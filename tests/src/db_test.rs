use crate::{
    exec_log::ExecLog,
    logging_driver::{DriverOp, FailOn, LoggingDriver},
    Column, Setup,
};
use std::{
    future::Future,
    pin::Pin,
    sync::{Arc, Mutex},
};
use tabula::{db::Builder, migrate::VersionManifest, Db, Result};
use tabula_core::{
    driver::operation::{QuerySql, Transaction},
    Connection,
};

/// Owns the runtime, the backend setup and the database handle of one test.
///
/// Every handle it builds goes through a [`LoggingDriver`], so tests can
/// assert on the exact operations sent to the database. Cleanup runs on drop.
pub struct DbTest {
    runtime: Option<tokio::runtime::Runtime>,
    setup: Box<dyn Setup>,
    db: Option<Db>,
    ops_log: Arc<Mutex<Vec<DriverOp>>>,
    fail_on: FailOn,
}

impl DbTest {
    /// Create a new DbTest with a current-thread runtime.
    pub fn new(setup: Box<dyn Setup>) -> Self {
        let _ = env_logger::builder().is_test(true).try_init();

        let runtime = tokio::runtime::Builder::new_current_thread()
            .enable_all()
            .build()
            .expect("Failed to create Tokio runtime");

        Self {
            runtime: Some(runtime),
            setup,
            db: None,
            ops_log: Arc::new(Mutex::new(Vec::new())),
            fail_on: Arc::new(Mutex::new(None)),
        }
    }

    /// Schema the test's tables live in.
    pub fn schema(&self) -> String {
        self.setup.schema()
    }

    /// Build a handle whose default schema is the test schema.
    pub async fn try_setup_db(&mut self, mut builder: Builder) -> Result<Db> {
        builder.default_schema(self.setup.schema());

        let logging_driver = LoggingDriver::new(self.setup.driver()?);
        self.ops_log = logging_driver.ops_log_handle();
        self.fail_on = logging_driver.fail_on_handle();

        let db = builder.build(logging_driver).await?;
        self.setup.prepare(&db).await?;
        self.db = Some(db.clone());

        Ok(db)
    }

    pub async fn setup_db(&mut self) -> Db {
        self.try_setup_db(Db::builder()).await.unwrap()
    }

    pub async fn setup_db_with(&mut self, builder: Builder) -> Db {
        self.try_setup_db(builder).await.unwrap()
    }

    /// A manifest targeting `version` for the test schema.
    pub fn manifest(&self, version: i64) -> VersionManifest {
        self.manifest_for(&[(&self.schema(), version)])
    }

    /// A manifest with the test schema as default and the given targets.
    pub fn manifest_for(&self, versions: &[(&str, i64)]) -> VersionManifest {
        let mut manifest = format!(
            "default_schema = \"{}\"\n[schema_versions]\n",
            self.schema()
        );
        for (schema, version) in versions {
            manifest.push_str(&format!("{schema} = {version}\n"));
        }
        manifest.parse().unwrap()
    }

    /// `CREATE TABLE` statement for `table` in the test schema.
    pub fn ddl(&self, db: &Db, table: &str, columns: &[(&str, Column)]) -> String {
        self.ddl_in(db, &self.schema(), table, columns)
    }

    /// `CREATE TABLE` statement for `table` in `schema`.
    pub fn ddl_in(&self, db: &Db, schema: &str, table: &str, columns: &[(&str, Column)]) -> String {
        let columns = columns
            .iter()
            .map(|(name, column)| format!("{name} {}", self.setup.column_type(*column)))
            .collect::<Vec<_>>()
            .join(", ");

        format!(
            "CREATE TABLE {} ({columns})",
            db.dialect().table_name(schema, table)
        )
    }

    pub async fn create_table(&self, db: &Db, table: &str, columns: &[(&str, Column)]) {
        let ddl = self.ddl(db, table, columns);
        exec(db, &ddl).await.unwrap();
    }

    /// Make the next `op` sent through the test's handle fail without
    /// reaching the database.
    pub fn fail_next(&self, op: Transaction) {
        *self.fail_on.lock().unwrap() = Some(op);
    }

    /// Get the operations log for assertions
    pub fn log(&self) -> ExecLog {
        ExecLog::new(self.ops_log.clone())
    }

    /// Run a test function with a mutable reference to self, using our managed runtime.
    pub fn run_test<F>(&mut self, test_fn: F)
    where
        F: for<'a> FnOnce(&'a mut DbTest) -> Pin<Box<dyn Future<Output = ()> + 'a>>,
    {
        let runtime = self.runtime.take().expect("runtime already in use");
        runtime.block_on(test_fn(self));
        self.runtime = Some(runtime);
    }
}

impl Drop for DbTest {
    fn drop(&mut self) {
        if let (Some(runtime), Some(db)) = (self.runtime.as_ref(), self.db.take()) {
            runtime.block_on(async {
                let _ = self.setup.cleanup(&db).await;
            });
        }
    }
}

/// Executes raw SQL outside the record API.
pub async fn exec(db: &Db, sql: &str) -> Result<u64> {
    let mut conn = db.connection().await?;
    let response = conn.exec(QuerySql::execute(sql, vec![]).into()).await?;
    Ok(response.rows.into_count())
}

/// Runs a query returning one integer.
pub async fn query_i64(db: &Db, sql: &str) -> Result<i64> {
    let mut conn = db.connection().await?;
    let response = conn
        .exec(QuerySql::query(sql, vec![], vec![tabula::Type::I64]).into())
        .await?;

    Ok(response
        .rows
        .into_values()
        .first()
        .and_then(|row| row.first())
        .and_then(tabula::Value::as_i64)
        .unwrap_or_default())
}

## Problem requirements:
Beginning at the top of the entries above, output each line exactly, and end with the line in which "is the test schema." appears.

## Response area:
filename tests/src/db_test.rs
use crate::{
    exec_log::ExecLog,
    logging_driver::{DriverOp, FailOn, LoggingDriver},
    Column, Setup,
};
use std::{
    future::Future,
    pin::Pin,
    sync::{Arc, Mutex},
};
use tabula::{db::Builder, migrate::VersionManifest, Db, Result};
use tabula_core::{
    driver::operation::{QuerySql, Transaction},
    Connection,
};

/// Owns the runtime, the backend setup and the database handle of one test.
///
/// Every handle it builds goes through a [`LoggingDriver`], so tests can
/// assert on the exact operations sent to the database. Cleanup runs on drop.
pub struct DbTest {
    runtime: Option<tokio::runtime::Runtime>,
    setup: Box<dyn Setup>,
    db: Option<Db>,
    ops_log: Arc<Mutex<Vec<DriverOp>>>,
    fail_on: FailOn,
}

impl DbTest {
    /// Create a new DbTest with a current-thread runtime.
    pub fn new(setup: Box<dyn Setup>) -> Self {
        let _ = env_logger::builder().is_test(true).try_init();

        let runtime = tokio::runtime::Builder::new_current_thread()
            .enable_all()
            .build()
            .expect("Failed to create Tokio runtime");

        Self {
            runtime: Some(runtime),
            setup,
            db: None,
            ops_log: Arc::new(Mutex::new(Vec::new())),
            fail_on: Arc::new(Mutex::new(None)),
        }
    }

    /// Schema the test's tables live in.
    pub fn schema(&self) -> String {
        self.setup.schema()
    }

    /// Build a handle whose default schema is the test schema.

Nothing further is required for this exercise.